--- To do ---
Copy all of the data that follows without altering a word.
Segment Start: Extracted material
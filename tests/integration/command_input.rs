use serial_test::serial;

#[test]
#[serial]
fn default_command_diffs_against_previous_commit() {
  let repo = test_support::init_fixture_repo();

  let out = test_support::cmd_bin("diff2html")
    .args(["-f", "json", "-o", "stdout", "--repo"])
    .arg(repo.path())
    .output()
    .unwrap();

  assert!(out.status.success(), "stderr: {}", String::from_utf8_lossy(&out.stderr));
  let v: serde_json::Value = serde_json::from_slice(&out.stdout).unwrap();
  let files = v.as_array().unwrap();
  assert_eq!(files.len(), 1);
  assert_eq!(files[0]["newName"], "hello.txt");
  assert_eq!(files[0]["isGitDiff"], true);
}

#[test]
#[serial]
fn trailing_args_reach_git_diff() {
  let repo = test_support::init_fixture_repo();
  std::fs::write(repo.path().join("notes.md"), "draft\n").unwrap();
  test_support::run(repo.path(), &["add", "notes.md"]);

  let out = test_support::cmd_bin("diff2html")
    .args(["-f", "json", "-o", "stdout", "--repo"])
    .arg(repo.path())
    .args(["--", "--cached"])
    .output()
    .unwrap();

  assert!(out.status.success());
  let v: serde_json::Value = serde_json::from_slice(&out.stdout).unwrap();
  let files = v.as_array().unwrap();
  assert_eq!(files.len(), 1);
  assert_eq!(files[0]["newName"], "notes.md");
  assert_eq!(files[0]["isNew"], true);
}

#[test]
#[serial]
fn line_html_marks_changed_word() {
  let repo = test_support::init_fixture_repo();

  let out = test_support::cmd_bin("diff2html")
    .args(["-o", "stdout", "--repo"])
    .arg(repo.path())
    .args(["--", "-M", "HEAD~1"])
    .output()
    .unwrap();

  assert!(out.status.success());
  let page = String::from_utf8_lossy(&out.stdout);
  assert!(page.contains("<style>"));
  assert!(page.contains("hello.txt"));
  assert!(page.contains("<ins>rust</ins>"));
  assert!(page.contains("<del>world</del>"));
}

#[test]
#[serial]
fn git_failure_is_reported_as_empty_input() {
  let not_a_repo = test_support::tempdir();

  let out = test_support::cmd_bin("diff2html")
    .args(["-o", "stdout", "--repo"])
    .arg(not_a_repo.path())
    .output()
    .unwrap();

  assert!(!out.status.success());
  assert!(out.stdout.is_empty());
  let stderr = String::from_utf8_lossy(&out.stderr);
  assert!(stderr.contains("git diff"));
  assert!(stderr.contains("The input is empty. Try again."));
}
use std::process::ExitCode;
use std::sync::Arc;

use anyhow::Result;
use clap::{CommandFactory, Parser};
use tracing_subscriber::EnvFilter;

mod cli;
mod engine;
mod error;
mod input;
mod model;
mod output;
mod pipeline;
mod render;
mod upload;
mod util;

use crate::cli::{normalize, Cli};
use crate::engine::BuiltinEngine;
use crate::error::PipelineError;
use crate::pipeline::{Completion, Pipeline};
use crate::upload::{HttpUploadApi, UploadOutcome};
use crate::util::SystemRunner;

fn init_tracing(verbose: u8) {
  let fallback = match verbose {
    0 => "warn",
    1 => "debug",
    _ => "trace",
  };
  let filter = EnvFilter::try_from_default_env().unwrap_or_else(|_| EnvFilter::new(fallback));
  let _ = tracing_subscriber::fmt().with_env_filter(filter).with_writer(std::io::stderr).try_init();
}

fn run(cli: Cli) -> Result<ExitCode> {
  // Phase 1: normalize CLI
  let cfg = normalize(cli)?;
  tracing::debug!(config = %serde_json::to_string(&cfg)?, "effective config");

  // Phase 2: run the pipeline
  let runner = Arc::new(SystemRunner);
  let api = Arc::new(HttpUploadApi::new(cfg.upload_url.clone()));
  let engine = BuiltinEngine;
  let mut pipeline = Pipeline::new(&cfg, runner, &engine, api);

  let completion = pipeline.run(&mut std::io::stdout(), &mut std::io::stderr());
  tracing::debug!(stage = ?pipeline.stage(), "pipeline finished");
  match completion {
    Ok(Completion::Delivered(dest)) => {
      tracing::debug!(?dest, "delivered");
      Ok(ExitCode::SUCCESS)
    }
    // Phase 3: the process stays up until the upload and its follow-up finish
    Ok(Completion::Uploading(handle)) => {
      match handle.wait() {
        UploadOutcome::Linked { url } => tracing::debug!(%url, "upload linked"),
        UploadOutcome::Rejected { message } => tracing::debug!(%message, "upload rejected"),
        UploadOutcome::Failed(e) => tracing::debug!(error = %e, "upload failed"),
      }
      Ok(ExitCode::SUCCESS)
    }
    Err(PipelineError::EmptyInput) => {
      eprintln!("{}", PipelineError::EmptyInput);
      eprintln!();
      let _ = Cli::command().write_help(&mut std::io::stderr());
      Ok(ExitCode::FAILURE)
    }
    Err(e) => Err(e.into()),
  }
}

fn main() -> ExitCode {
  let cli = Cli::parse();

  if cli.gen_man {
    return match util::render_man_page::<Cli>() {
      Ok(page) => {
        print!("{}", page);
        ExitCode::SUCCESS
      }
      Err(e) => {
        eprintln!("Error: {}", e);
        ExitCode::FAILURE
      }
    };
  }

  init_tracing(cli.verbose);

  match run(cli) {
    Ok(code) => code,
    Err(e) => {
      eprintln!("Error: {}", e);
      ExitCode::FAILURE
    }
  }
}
Segment End: Extracted material
--- Task solution ---
filename tests/integration/command_input.rs
use serial_test::serial;

#[test]
#[serial]
fn default_command_diffs_against_previous_commit() {
  let repo = test_support::init_fixture_repo();

  let out = test_support::cmd_bin("diff2html")
    .args(["-f", "json", "-o", "stdout", "--repo"])
    .arg(repo.path())
    .output()
    .unwrap();

  assert!(out.status.success(), "stderr: {}", String::from_utf8_lossy(&out.stderr));
  let v: serde_json::Value = serde_json::from_slice(&out.stdout).unwrap();
  let files = v.as_array().unwrap();
  assert_eq!(files.len(), 1);
  assert_eq!(files[0]["newName"], "hello.txt");
  assert_eq!(files[0]["isGitDiff"], true);
}

#[test]
#[serial]
fn trailing_args_reach_git_diff() {
  let repo = test_support::init_fixture_repo();
  std::fs::write(repo.path().join("notes.md"), "draft\n").unwrap();
  test_support::run(repo.path(), &["add", "notes.md"]);

  let out = test_support::cmd_bin("diff2html")
    .args(["-f", "json", "-o", "stdout", "--repo"])
    .arg(repo.path())
    .args(["--", "--cached"])
    .output()
    .unwrap();

  assert!(out.status.success());
  let v: serde_json::Value = serde_json::from_slice(&out.stdout).unwrap();
  let files = v.as_array().unwrap();
  assert_eq!(files.len(), 1);
  assert_eq!(files[0]["newName"], "notes.md");
  assert_eq!(files[0]["isNew"], true);
}

#[test]
#[serial]
fn line_html_marks_changed_word() {
  let repo = test_support::init_fixture_repo();

  let out = test_support::cmd_bin("diff2html")
    .args(["-o", "stdout", "--repo"])
    .arg(repo.path())
    .args(["--", "-M", "HEAD~1"])
    .output()
    .unwrap();

  assert!(out.status.success());
  let page = String::from_utf8_lossy(&out.stdout);
  assert!(page.contains("<style>"));
  assert!(page.contains("hello.txt"));
  assert!(page.contains("<ins>rust</ins>"));
  assert!(page.contains("<del>world</del>"));
}

#[test]
#[serial]
fn git_failure_is_reported_as_empty_input() {
  let not_a_repo = test_support::tempdir();

  let out = test_support::cmd_bin("diff2html")
    .args(["-o", "stdout", "--repo"])
    .arg(not_a_repo.path())
    .output()
    .unwrap();

  assert!(!out.status.success());
  assert!(out.stdout.is_empty());
  let stderr = String::from_utf8_lossy(&out.stderr);
  assert!(stderr.contains("git diff"));
  assert!(stderr.contains("The input is empty. Try again."));
}
use std::process::ExitCode;
use std::sync::Arc;

use anyhow::Result;
use clap::{CommandFactory, Parser};
use tracing_subscriber::EnvFilter;

mod cli;
mod engine;
mod error;
mod input;
mod model;
mod output;
mod pipeline;
mod render;
mod upload;
mod util;

use crate::cli::{normalize, Cli};
use crate::engine::BuiltinEngine;
use crate::error::PipelineError;
use crate::pipeline::{Completion, Pipeline};
use crate::upload::{HttpUploadApi, UploadOutcome};
use crate::util::SystemRunner;

fn init_tracing(verbose: u8) {
  let fallback = match verbose {
    0 => "warn",
    1 => "debug",
    _ => "trace",
  };
  let filter = EnvFilter::try_from_default_env().unwrap_or_else(|_| EnvFilter::new(fallback));
  let _ = tracing_subscriber::fmt().with_env_filter(filter).with_writer(std::io::stderr).try_init();
}

fn run(cli: Cli) -> Result<ExitCode> {
  // Phase 1: normalize CLI
  let cfg = normalize(cli)?;
  tracing::debug!(config = %serde_json::to_string(&cfg)?, "effective config");

  // Phase 2: run the pipeline
  let runner = Arc::new(SystemRunner);
  let api = Arc::new(HttpUploadApi::new(cfg.upload_url.clone()));
  let engine = BuiltinEngine;
  let mut pipeline = Pipeline::new(&cfg, runner, &engine, api);

  let completion = pipeline.run(&mut std::io::stdout(), &mut std::io::stderr());
  tracing::debug!(stage = ?pipeline.stage(), "pipeline finished");
  match completion {
    Ok(Completion::Delivered(dest)) => {
      tracing::debug!(?dest, "delivered");
      Ok(ExitCode::SUCCESS)
    }
    // Phase 3: the process stays up until the upload and its follow-up finish
    Ok(Completion::Uploading(handle)) => {
      match handle.wait() {
        UploadOutcome::Linked { url } => tracing::debug!(%url, "upload linked"),
        UploadOutcome::Rejected { message } => tracing::debug!(%message, "upload rejected"),
        UploadOutcome::Failed(e) => tracing::debug!(error = %e, "upload failed"),
      }
      Ok(ExitCode::SUCCESS)
    }
    Err(PipelineError::EmptyInput) => {
      eprintln!("{}", PipelineError::EmptyInput);
      eprintln!();
      let _ = Cli::command().write_help(&mut std::io::stderr());
      Ok(ExitCode::FAILURE)
    }
    Err(e) => Err(e.into()),
  }
}

fn main() -> ExitCode {
  let cli = Cli::parse();

  if cli.gen_man {
    return match util::render_man_page::<Cli>() {
      Ok(page) => {
        print!("{}", page);
        ExitCode::SUCCESS
      }
      Err(e) => {
        eprintln!("Error: {}", e);
        ExitCode::FAILURE
      }
    };
  }

  init_tracing(cli.verbose);

  match run(cli) {
    Ok(code) => code,
    Err(e) => {
      eprintln!("Error: {}", e);
      ExitCode::FAILURE
    }
  }
}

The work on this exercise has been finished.